The global law scape for consumer protection has undergone significant changes over the past decade. As a case study of the wider debate on global consumer protection policy and regulation, this article identifies and discusses consumer protection and airline liability in the air transport sector. Legal and policy developments within this specific area, and the resulting call for global order, were briefly explored in a comment published in the inaugural issue of the Journal of International and Comparative Law.
In the interim of three years, one has witnessed an incremental increase in the number of air passenger rights regimes vis-à-vis domestic and international law. While consumer protection initiatives tended traditionally to stem from policy responses to domestic concerns such as unfair contract terms and damage caused by defective products, the origins of today’s law and policy on “specialised” consumer rights are visible at all levels. Sector-specific guidance has been issued as recently as in 2016 in the area of “tourism”.With that said, more general international guidelines have been in existence for some time now.
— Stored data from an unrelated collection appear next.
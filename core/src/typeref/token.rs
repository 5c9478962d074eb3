#![deny(missing_docs)]

//! # Type Tokens
//!
//! Parsing of a single textual token of the flattened generic grammar:
//! `base`, an optional `` `N `` arity suffix, and an optional trailing `[]`.

use crate::error::{AppError, AppResult};
use regex::Regex;
use std::sync::OnceLock;

/// Marker appended to a token to denote a single-element collection.
pub const ARRAY_MARKER: &str = "[]";

/// One parsed token of a flattened type reference.
#[derive(Debug, Clone, PartialEq, Eq)]
pub struct TypeToken {
    /// Base text with the arity suffix retained (e.g. ``Pair`2``), array marker removed.
    pub name: String,
    /// Declared number of generic arguments (0 when there is no suffix).
    pub arity: usize,
    /// Whether the token ended with the array marker.
    pub array: bool,
}

impl TypeToken {
    /// Parses a raw token.
    ///
    /// Only the outermost `[]` is stripped; `Int32[][]` parses as an array
    /// token whose element text is `Int32[]`.
    pub fn parse(raw: &str) -> AppResult<Self> {
        static TOKEN_RE: OnceLock<Regex> = OnceLock::new();
        let token_re = TOKEN_RE.get_or_init(|| {
            Regex::new(r"^([^`\[\]<>,\s]+)(?:`(\d+))?((?:\[\])*)$").expect("Invalid regex")
        });

        let raw = raw.trim();
        let caps = token_re.captures(raw).ok_or_else(|| {
            AppError::MalformedGenericReference(format!("'{}' is not a valid type token", raw))
        })?;

        let arity = match caps.get(2) {
            Some(m) => m.as_str().parse::<usize>().map_err(|_| {
                AppError::MalformedGenericReference(format!(
                    "arity suffix of '{}' is out of range",
                    raw
                ))
            })?,
            None => 0,
        };

        let array = caps.get(3).is_some_and(|m| !m.as_str().is_empty());
        let name = if array {
            raw[..raw.len() - ARRAY_MARKER.len()].to_string()
        } else {
            raw.to_string()
        };

        Ok(TypeToken { name, arity, array })
    }

    /// Whether the token declares generic arguments.
    pub fn is_generic(&self) -> bool {
        self.arity > 0
    }
}

/// Removes a trailing `` `N `` arity suffix, if any.
pub fn strip_arity(name: &str) -> &str {
    match name.rfind('`') {
        Some(idx) if name[idx + 1..].chars().all(|c| c.is_ascii_digit()) && idx + 1 < name.len() => {
            &name[..idx]
        }
        _ => name,
    }
}
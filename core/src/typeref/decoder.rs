#![deny(missing_docs)]

//! # Generic Reference Decoder
//!
//! Turns a flat, pre-order token list (``["Pair`2", "Int32", "String"]``) into a
//! nested `TypeReferenceTree`. Sibling arguments may themselves be generic, so
//! every node claims its tokens from one shared cursor, left to right.

use crate::error::{AppError, AppResult};
use crate::typeref::token::TypeToken;
use crate::typeref::tree::TypeReferenceTree;

/// Owned cursor over a flat token sequence.
#[derive(Debug, Clone)]
pub struct TokenCursor {
    tokens: Vec<String>,
    position: usize,
}

impl TokenCursor {
    /// Creates a cursor positioned at the first token.
    pub fn new<S: AsRef<str>>(tokens: &[S]) -> Self {
        Self {
            tokens: tokens.iter().map(|t| t.as_ref().to_string()).collect(),
            position: 0,
        }
    }

    /// Index of the next unread token.
    pub fn position(&self) -> usize {
        self.position
    }

    /// Number of unread tokens.
    pub fn remaining(&self) -> usize {
        self.tokens.len() - self.position
    }

    fn next_token(&mut self) -> Option<&str> {
        let token = self.tokens.get(self.position)?;
        self.position += 1;
        Some(token)
    }
}

/// Decodes a complete token sequence.
///
/// Returns `Ok(None)` for an empty sequence. Every token must belong to the
/// root reference; leftovers mean the tokens were not declared in pre-order.
pub fn decode<S: AsRef<str>>(tokens: &[S]) -> AppResult<Option<TypeReferenceTree>> {
    if tokens.is_empty() {
        return Ok(None);
    }

    let mut cursor = TokenCursor::new(tokens);
    let tree = decode_node(&mut cursor)?;

    if cursor.remaining() > 0 {
        let leftover: Vec<&str> = cursor.tokens[cursor.position..]
            .iter()
            .map(String::as_str)
            .collect();
        return Err(AppError::OutOfOrderGenericReference(format!(
            "'{}' is complete after {} token(s) but [{}] follow; only a generic token may claim further arguments",
            tree,
            cursor.position,
            leftover.join(", ")
        )));
    }

    Ok(Some(tree))
}

/// Decodes one node starting at the cursor, leaving the cursor on the first
/// token of the next sibling.
pub fn decode_node(cursor: &mut TokenCursor) -> AppResult<TypeReferenceTree> {
    let start = cursor.position;
    let raw = cursor.next_token().map(str::to_string).ok_or_else(|| {
        AppError::MalformedGenericReference(format!(
            "expected a type token at position {}, found end of sequence",
            start
        ))
    })?;
    let token = TypeToken::parse(&raw)?;

    if token.array {
        if token.is_generic() {
            return Err(AppError::MalformedGenericReference(format!(
                "array token '{}' cannot declare generic arguments",
                raw
            )));
        }
        return decode_array_element(&token.name).map(TypeReferenceTree::array_of);
    }

    if !token.is_generic() {
        return Ok(TypeReferenceTree::named(token.name));
    }

    let mut arguments = Vec::with_capacity(token.arity);
    for _ in 0..token.arity {
        arguments.push(decode_node(cursor)?);
    }

    Ok(TypeReferenceTree::generic(token.name, arguments))
}

/// Element of an array token: the marker-stripped text of the same token.
fn decode_array_element(text: &str) -> AppResult<TypeReferenceTree> {
    let element = TypeToken::parse(text)?;
    if element.array {
        return decode_array_element(&element.name).map(TypeReferenceTree::array_of);
    }
    Ok(TypeReferenceTree::named(element.name))
}

#[cfg(test)]
mod tests {
    use super::*;
    use pretty_assertions::assert_eq;

    #[test]
    fn test_empty_sequence_is_absent() {
        let empty: [&str; 0] = [];
        assert!(decode(&empty).unwrap().is_none());
    }

    #[test]
    fn test_leaf_token() {
        let tree = decode(&["Contoso.User"]).unwrap().unwrap();
        assert_eq!(tree, TypeReferenceTree::named("Contoso.User"));
    }

    #[test]
    fn test_pair() {
        let tree = decode(&["Pair`2", "Int32", "String"]).unwrap().unwrap();
        assert_eq!(tree.to_string(), "Pair<Int32,String>");
        assert_eq!(tree.arguments().len(), 2);
    }

    #[test]
    fn test_nested_pair_first_argument() {
        let tree = decode(&["Pair`2", "Pair`2", "Int32", "String", "Bool"])
            .unwrap()
            .unwrap();
        assert_eq!(tree.to_string(), "Pair<Pair<Int32,String>,Bool>");
    }

    #[test]
    fn test_nested_pair_second_argument() {
        let tree = decode(&["Pair`2", "Bool", "Pair`2", "Int32", "String"])
            .unwrap()
            .unwrap();
        assert_eq!(tree.to_string(), "Pair<Bool,Pair<Int32,String>>");
    }

    #[test]
    fn test_cursor_stops_at_next_sibling() {
        let tokens = ["Pair`2", "Int32", "List`1", "String", "Bool"];
        let mut cursor = TokenCursor::new(&tokens);
        let first = decode_node(&mut cursor).unwrap();
        assert_eq!(first.to_string(), "Pair<Int32,List<String>>");
        assert_eq!(cursor.position(), 4);

        let sibling = decode_node(&mut cursor).unwrap();
        assert_eq!(sibling, TypeReferenceTree::named("Bool"));
        assert_eq!(cursor.remaining(), 0);
    }

    #[test]
    fn test_array_tokens() {
        let tree = decode(&["Int32[]"]).unwrap().unwrap();
        assert_eq!(
            tree,
            TypeReferenceTree::array_of(TypeReferenceTree::named("Int32"))
        );

        let jagged = decode(&["Int32[][]"]).unwrap().unwrap();
        assert_eq!(jagged.to_string(), "Int32[][]");
    }

    #[test]
    fn test_array_argument_consumes_one_token() {
        let tree = decode(&["Pair`2", "User[]", "String"]).unwrap().unwrap();
        assert_eq!(tree.to_string(), "Pair<User[],String>");
    }

    #[test]
    fn test_generic_array_token_rejected() {
        let err = decode(&["List`1[]", "String"]).unwrap_err();
        assert!(matches!(err, AppError::MalformedGenericReference(_)));
    }

    #[test]
    fn test_too_few_arguments() {
        let err = decode(&["Pair`2", "Int32"]).unwrap_err();
        assert!(matches!(err, AppError::MalformedGenericReference(_)));

        let err = decode(&["Pair`2", "Pair`2", "Int32", "String"]).unwrap_err();
        assert!(matches!(err, AppError::MalformedGenericReference(_)));
    }

    #[test]
    fn test_missing_argument_reports_position() {
        let err = decode(&["Pair`2", "Int32"]).unwrap_err();
        assert_eq!(
            err.to_string(),
            "Malformed generic reference: expected a type token at position 2, found end of sequence"
        );
    }

    #[test]
    fn test_out_of_order_tokens() {
        let err = decode(&["Int32", "Pair`2", "A", "B"]).unwrap_err();
        assert!(matches!(err, AppError::OutOfOrderGenericReference(_)));

        let err = decode(&["List`1", "Int32", "String"]).unwrap_err();
        assert!(matches!(err, AppError::OutOfOrderGenericReference(_)));
    }
}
Of concern about a markedly rapid proliferation of domestic legislation in the specialised area of air passenger rights, the international community called on the International Civil Aviation Organization (ICAO) in 2013 to develop “a set of high- level, non-prescriptive core principles on consumer protection”, which are to guide domestic policy with an ultimate aim of striking “an appropriate balance between protection of consumer and industry competitiveness and which take into account the needs of States for flexibility, given different State social, political and economic characteristics; with existing instruments”.6 International law already exists in the area of air carrier liability under the Montreal Convention 1999, which provides a two-tier liability regime for “accidents” occurring during the performance of an international contract of carriage of air passengers, baggage and cargo: strict liability and presumptive liability. As one might expect, it will be necessary to develop our understanding of the concepts of “air passenger rights” and “air carrier liability”, and any tensions between them, later in this article.